At base, the Callais decision has to be taken together with Shelby County, Alabama v. Holder, decided in 2013, and the lesser known 2021 holding in Brnovich v. Democratic National Committee. In combination, those rulings knocked out the viability of the VRA. The false premise of those decisions is that VRA tests for racial discrimination became outdated due to dramatic social progress.
While the Callais decision eviscerated the protections against racial discrimination in drawing election districts, Brnovich gutted VRA challenges to discriminatory barriers against voting. The Shelby decision decimated sections of the VRA that prevented jurisdictions with flagrant histories of racial discrimination in elections from making changes to voting laws and procedures without preclearance from the US Justice Department or the federal district court in Washington, DC.
A remaining element of the not yet fully buried VRA concerns the power of private individuals and organizations to lodge cases under it. That practice, which is responsible for the majority of VRA cases, was negated by the US Eighth Circuit Court of Appeal in its 2023 Turtle Mountain Band of Chippewa Indians v. Howe ruling. On May 18, the Supreme Court vacated that ruling and, rather than reversing it as Justice Jackson called for in her dissent, sent the case back to the 8th Circuit to consider in light of Callais. If the 8th Circuit’s radical view were to prevail only the US Justice Department could bring VRA cases, and that Department is now firmly under MAGA control.

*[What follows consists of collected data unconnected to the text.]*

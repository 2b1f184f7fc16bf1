// ─── Path Resolver ───
// Computes platform- and configuration-dependent filesystem locations.
// Pure functions of the injected config except for the game-directory
// search, which probes the filesystem for Steam libraries.

use std::path::{Path, PathBuf};
use std::process::Command;

use regex::Regex;
use tracing::debug;

use crate::core::config::{AppConfig, Platform};

/// Steam app id of the game; keys the Proton compatdata prefix on Linux.
pub const STEAM_APP_ID: &str = "2379780";

const GAME_DIR_NAME: &str = "Balatro";

/// Game installation directory as seen by the rest of the engine.
///
/// `Unconfigured` means "nothing valid found"; callers must treat it as an
/// incomplete setup, never as an error or an empty path.
#[derive(Debug, Clone, PartialEq, Eq)]
pub enum GameDirectory {
    Configured(PathBuf),
    Unconfigured,
}

impl GameDirectory {
    pub fn as_path(&self) -> Option<&Path> {
        match self {
            GameDirectory::Configured(p) => Some(p),
            GameDirectory::Unconfigured => None,
        }
    }
}

/// Per-profile data root holding `Mods` and `ModVersions`.
fn game_data_root(config: &AppConfig) -> PathBuf {
    let home = &config.home_dir;
    match config.platform {
        Platform::Windows => home
            .join("AppData")
            .join("Roaming")
            .join(GAME_DIR_NAME),
        Platform::MacOs => home
            .join("Library")
            .join("Application Support")
            .join(GAME_DIR_NAME),
        // The game runs under Proton; its Windows profile lives inside the
        // compatdata prefix.
        Platform::Linux => home
            .join(".local")
            .join("share")
            .join("Steam")
            .join("steamapps")
            .join("compatdata")
            .join(STEAM_APP_ID)
            .join("pfx")
            .join("drive_c")
            .join("users")
            .join("steamuser")
            .join("AppData")
            .join("Roaming")
            .join(GAME_DIR_NAME),
    }
}

/// Live mods directory. Best effort: the directory need not exist yet.
///
/// On Linux the Proton prefix root varies by setup, so an explicit user
/// override always wins there.
pub fn mods_dir(config: &AppConfig) -> PathBuf {
    if config.platform == Platform::Linux {
        if let Some(custom) = &config.overrides.linux_mods_dir {
            return custom.clone();
        }
    }
    game_data_root(config).join("Mods")
}

/// Side directory archiving previously-installed mod versions.
pub fn version_cache_dir(config: &AppConfig) -> PathBuf {
    if config.platform == Platform::Linux {
        if let Some(custom) = &config.overrides.linux_mods_dir {
            // Keep the cache next to a custom mods dir rather than inside a
            // prefix the user has steered away from.
            if let Some(parent) = custom.parent() {
                return parent.join("ModVersions");
            }
        }
    }
    game_data_root(config).join("ModVersions")
}

/// A user-picked executable is normalized to its directory.
pub fn normalize_custom_path(selected: &Path) -> PathBuf {
    let is_exe = selected
        .extension()
        .map(|e| e.eq_ignore_ascii_case("exe"))
        .unwrap_or(false);
    if is_exe {
        if let Some(parent) = selected.parent() {
            return parent.to_path_buf();
        }
    }
    selected.to_path_buf()
}

/// Validate a candidate install directory by its platform marker files.
pub fn is_valid_game_dir(platform: Platform, dir: &Path) -> bool {
    match platform {
        Platform::Windows => {
            const MARKERS: [&str; 4] = ["love.dll", "lua51.dll", "SDL2.dll", "Balatro.exe"];
            MARKERS.iter().any(|m| dir.join(m).exists())
        }
        Platform::MacOs => dir
            .join("Balatro.app")
            .join("Contents")
            .join("Resources")
            .join("Balatro.love")
            .exists(),
        // Proton layout ships the Windows binary.
        Platform::Linux => dir.join("Balatro.exe").exists(),
    }
}

/// Resolve the game directory: validated user override first, then Steam
/// library candidates. `Unconfigured` when nothing checks out.
pub fn resolve_game_dir(config: &AppConfig) -> GameDirectory {
    if let Some(saved) = &config.overrides.game_dir {
        let normalized = normalize_custom_path(saved);
        if is_valid_game_dir(config.platform, &normalized) {
            return GameDirectory::Configured(normalized);
        }
        debug!("Saved game directory {:?} failed marker validation", saved);
    }

    for library in steam_libraries(config) {
        let candidate = library
            .join("steamapps")
            .join("common")
            .join(GAME_DIR_NAME);
        if is_valid_game_dir(config.platform, &candidate) {
            return GameDirectory::Configured(candidate);
        }
    }

    GameDirectory::Unconfigured
}

/// Known Steam library roots for the platform.
fn steam_libraries(config: &AppConfig) -> Vec<PathBuf> {
    match config.platform {
        Platform::Windows => {
            let install = steam_install_path_windows();
            let vdf = install.join("steamapps").join("libraryfolders.vdf");
            let mut libraries = vec![install];
            if let Ok(contents) = std::fs::read_to_string(&vdf) {
                libraries.extend(parse_library_folders_vdf(&contents));
            }
            dedup_case_insensitive(libraries)
        }
        Platform::MacOs => vec![config
            .home_dir
            .join("Library")
            .join("Application Support")
            .join("Steam")],
        Platform::Linux => vec![config
            .home_dir
            .join(".local")
            .join("share")
            .join("Steam")],
    }
}

/// Steam install root from the registry, falling back to the stock path.
fn steam_install_path_windows() -> PathBuf {
    let fallback = PathBuf::from("C:\\Program Files (x86)\\Steam");
    let output = Command::new("reg")
        .args([
            "query",
            "HKLM\\SOFTWARE\\WOW6432Node\\Valve\\Steam",
            "/v",
            "InstallPath",
        ])
        .output();
    let Ok(output) = output else {
        return fallback;
    };
    let stdout = String::from_utf8_lossy(&output.stdout);
    for line in stdout.lines() {
        let line = line.trim();
        if line.to_ascii_lowercase().starts_with("installpath") {
            if let Some(value) = line.split("    ").last() {
                let value = value.trim();
                if !value.is_empty() {
                    return PathBuf::from(value);
                }
            }
        }
    }
    fallback
}

/// Extra library paths declared in `libraryfolders.vdf`.
fn parse_library_folders_vdf(contents: &str) -> Vec<PathBuf> {
    let re = Regex::new(r#""path"\s*"([^"]+)""#).expect("static pattern");
    re.captures_iter(contents)
        .map(|c| PathBuf::from(c[1].replace("\\\\", "\\")))
        .collect()
}

fn dedup_case_insensitive(paths: Vec<PathBuf>) -> Vec<PathBuf> {
    let mut seen = std::collections::HashSet::new();
    let mut out = Vec::new();
    for path in paths {
        let key = path.to_string_lossy().to_lowercase();
        if seen.insert(key) {
            out.push(path);
        }
    }
    out
}

#[cfg(test)]
mod tests {
    use super::*;
    use crate::core::config::{Arch, Overrides};

    fn linux_config(home: &Path) -> AppConfig {
        AppConfig::with_home(Platform::Linux, Arch::X86_64, home.to_path_buf())
    }

    #[test]
    fn linux_mods_dir_defaults_to_proton_prefix() {
        let config = linux_config(Path::new("/home/jim"));
        let dir = mods_dir(&config);
        let expected = format!(
            "/home/jim/.local/share/Steam/steamapps/compatdata/{STEAM_APP_ID}/pfx/drive_c/users/steamuser/AppData/Roaming/Balatro/Mods"
        );
        assert_eq!(dir, PathBuf::from(expected));
    }

    #[test]
    fn linux_mods_override_wins() {
        let config = linux_config(Path::new("/home/jim")).with_overrides(Overrides {
            game_dir: None,
            linux_mods_dir: Some(PathBuf::from("/mnt/games/pfx/Balatro/Mods")),
        });
        assert_eq!(mods_dir(&config), PathBuf::from("/mnt/games/pfx/Balatro/Mods"));
        assert_eq!(
            version_cache_dir(&config),
            PathBuf::from("/mnt/games/pfx/Balatro/ModVersions")
        );
    }

    #[test]
    fn windows_mods_dir_under_roaming_profile() {
        let config = AppConfig::with_home(
            Platform::Windows,
            Arch::X86_64,
            PathBuf::from("C:\\Users\\jim"),
        );
        assert_eq!(
            mods_dir(&config),
            PathBuf::from("C:\\Users\\jim")
                .join("AppData")
                .join("Roaming")
                .join("Balatro")
                .join("Mods")
        );
    }

    #[test]
    fn vdf_paths_are_extracted() {
        let vdf = r#"
"libraryfolders"
{
    "0"
    {
        "path"		"C:\\Program Files (x86)\\Steam"
    }
    "1"
    {
        "path"		"D:\\SteamLibrary"
    }
}
"#;
        let paths = parse_library_folders_vdf(vdf);
        assert_eq!(paths.len(), 2);
        assert_eq!(paths[1], PathBuf::from("D:\\SteamLibrary"));
    }

    #[test]
    fn exe_path_is_normalized_to_parent() {
        assert_eq!(
            normalize_custom_path(Path::new("/games/Balatro/Balatro.exe")),
            PathBuf::from("/games/Balatro")
        );
        assert_eq!(
            normalize_custom_path(Path::new("/games/Balatro")),
            PathBuf::from("/games/Balatro")
        );
    }

    #[test]
    fn marker_validation_accepts_proton_layout() {
        let dir = tempfile::tempdir().unwrap();
        assert!(!is_valid_game_dir(Platform::Linux, dir.path()));
        std::fs::write(dir.path().join("Balatro.exe"), "mz").unwrap();
        assert!(is_valid_game_dir(Platform::Linux, dir.path()));
    }

    #[test]
    fn unconfigured_when_nothing_found() {
        let home = tempfile::tempdir().unwrap();
        let config = linux_config(home.path());
        assert_eq!(resolve_game_dir(&config), GameDirectory::Unconfigured);
    }

    #[test]
    fn valid_override_is_preferred() {
        let home = tempfile::tempdir().unwrap();
        let game = tempfile::tempdir().unwrap();
        std::fs::write(game.path().join("Balatro.exe"), "mz").unwrap();
        let config = linux_config(home.path()).with_overrides(Overrides {
            game_dir: Some(game.path().to_path_buf()),
            linux_mods_dir: None,
        });
        assert_eq!(
            resolve_game_dir(&config),
            GameDirectory::Configured(game.path().to_path_buf())
        );
    }
}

The systematic destruction of the VRA is an historic setback. It echoes the destruction of the political progress of post-Civil War Reconstruction, while abrogating gains of the Civil Rights Movement. Combatting the MAGA attack against civil rights and democracy requires connecting with the historic movements that fought racism and advanced American democracy.
On Saturday, May 16, thousands demonstrated in Selma and Montgomery, Alabama, standing against MAGA-Gerrymandering and the broader push against minority rights and democracy. The demonstration, attended by civil rights, religious and other leaders, kicked off the All Roads Lead to the South campaign, which among other things is targeting five southern state legislatures where current electoral maps are being shredded. And, the NAACP’s new Out of Bounds Campaign is calling on Black athletes and their supporters to boycott public universities in states that change maps to diminish African American voting rights and representation.
Dynamic and creative campaigns are needed, applying the energy and lessons of 1964’s Freedom Summer, across the South and more widely to counter the effects of voter suppression, map-rigging, and MAGA organizing. Like Freedom Summer, the effort must be multifaceted and sustained over a long run. And, a lesson of Freedom Summer and every democracy movement is that to be successful a broad coalition, converging various popular interests, is needed.
We will need civil rights, immigration rights, interfaith, labor, women’s, LGBTQ+, legal, and other organizations to raise the demand for voting rights and trustworthy elections to secure honest outcomes in 2026 and beyond. Possibilities for Supreme Court reform, renewing the VRA, passing state VRAs, and addressing other urgent issues depend on that. Groups and candidates that support democracy must reach out broadly and enlist large numbers of people in electoral defense actions if that is to happen.
May the Court’s VRA decisions cause a powerful counter reaction, stimulating an overwhelming response against racism and MAGA domination. We all have a responsibility to help make that so.
Pat Merloe provides strategic advice to groups focused on democracy and trustworthy elections in the U.S. and internationally.